Восторг поднимается во мне, и выплывает изнутри еще одно желание – более опасное и запретное, чем ожог кипятком, и оттого еще более заманчивое. Я как бы безразлично, но зорко слежу за перемещением темных фигур на фоне окна, и когда их расположение отчасти успокаивает меня (отчасти, но не совсем, элемент некоторой опасности необходим) – я решаюсь. Мои маленькие внутренности напрягаются, и струйка пузырьков, протискиваясь, ласково щекочет мою расплющенную дном ягодицу, потом ногу. И самый острый момент – пузырьки с легким бульканьем выходят на поверхность. Я не поднимаю глаз, но стараюсь понять – заметили? Да! Что-то ласково-насмешливое слышу я: меня не просто заметили, но и оценили мой озорной поступок и веселый характер. Как я мог тогда показать его иначе? Но показать спешил.
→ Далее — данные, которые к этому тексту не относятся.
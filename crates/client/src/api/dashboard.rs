//! Admin dashboard data endpoints

use std::sync::Arc;

use serde::{Deserialize, Serialize};
use serde_json::Value;

use super::client::ApiClient;
use super::errors::ApiError;
use super::routes;

/// Aggregate statistics for the admin dashboard.
#[derive(Debug, Clone, Serialize, Deserialize)]
#[serde(rename_all = "camelCase")]
pub struct DashboardStats {
    /// Total registrations on record.
    #[serde(default)]
    pub total_registrations: u64,
    /// Total completed payments.
    #[serde(default)]
    pub total_payments: u64,
    /// Remaining backend fields, passed through untouched.
    #[serde(flatten)]
    pub details: serde_json::Map<String, Value>,
}

/// Registration count for one department.
#[derive(Debug, Clone, Serialize, Deserialize)]
#[serde(rename_all = "camelCase")]
pub struct DepartmentCount {
    /// Department name.
    pub department: String,
    /// Registrations in that department.
    pub count: u64,
}

/// Dashboard endpoint service.
#[derive(Debug, Clone)]
pub struct DashboardService {
    api: Arc<ApiClient>,
}

impl DashboardService {
    /// Create the service over the shared pipeline.
    #[must_use]
    pub fn new(api: Arc<ApiClient>) -> Self {
        Self { api }
    }

    /// Aggregate statistics.
    ///
    /// # Errors
    /// Returns the pipeline error if the request fails.
    pub async fn stats(&self) -> Result<DashboardStats, ApiError> {
        self.api.get(routes::dashboard::STATS).await
    }

    /// Most recent registrations.
    ///
    /// # Errors
    /// Returns the pipeline error if the request fails.
    pub async fn recent(&self, limit: u32) -> Result<Vec<Value>, ApiError> {
        let path = format!("{}?limit={limit}", routes::dashboard::RECENT);
        self.api.get(&path).await
    }

    /// Registrations grouped by department.
    ///
    /// # Errors
    /// Returns the pipeline error if the request fails.
    pub async fn departments(&self) -> Result<Vec<DepartmentCount>, ApiError> {
        self.api.get(routes::dashboard::DEPARTMENTS).await
    }
}

#[cfg(test)]
mod tests {
    use super::*;

    #[test]
    fn stats_tolerate_missing_and_extra_fields() {
        let stats: DashboardStats = serde_json::from_value(serde_json::json!({
            "totalRegistrations": 120,
            "revenue": 45000
        }))
        .unwrap();
        assert_eq!(stats.total_registrations, 120);
        assert_eq!(stats.total_payments, 0);
        assert_eq!(stats.details["revenue"], 45000);
    }

    #[test]
    fn department_counts_deserialize() {
        let counts: Vec<DepartmentCount> = serde_json::from_value(serde_json::json!([
            {"department": "CSE", "count": 40},
            {"department": "EEE", "count": 25}
        ]))
        .unwrap();
        assert_eq!(counts.len(), 2);
        assert_eq!(counts[0].department, "CSE");
        assert_eq!(counts[1].count, 25);
    }
}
Но тут какая-то чужая фигура появляется в комнате, и все долго разговаривают с ней, позабыв обо мне. Остывает вода, и остывает счастье. Неужели так будет кончаться всё? Я чувствую неловкость от моей обнаженности, пытаюсь спрятаться, сникнуть в холодной мутной воде. Но тут снова все вспоминают меня, и, сойдясь вокруг ванны, вынимают меня, шумно плеща водой, и, держа на теплых больших руках, промокают, а потом трут большим колючим полотенцем, и снова – жар и восторг! Если не считать это сознательным существованием, выбросив за черту, – жизнь твоя сократится до трудового стажа. А это лишь часть жизни, самая простая. Не обрезай края, на которые падает тень небытия, – хотя они кажутся поначалу бесполезными и даже страшными, отпугивают неприкаянностью и неопределенностью. Но не выбрасывай их! Не укорачивай свою жизнь… до анкеты. Все главное было – до! И горе от твоей отдельности, от того, что ты один, отделенный непреодолимой преградой даже от тех, кто горячо любит тебя, – тоже проявляется сразу и очень сильно.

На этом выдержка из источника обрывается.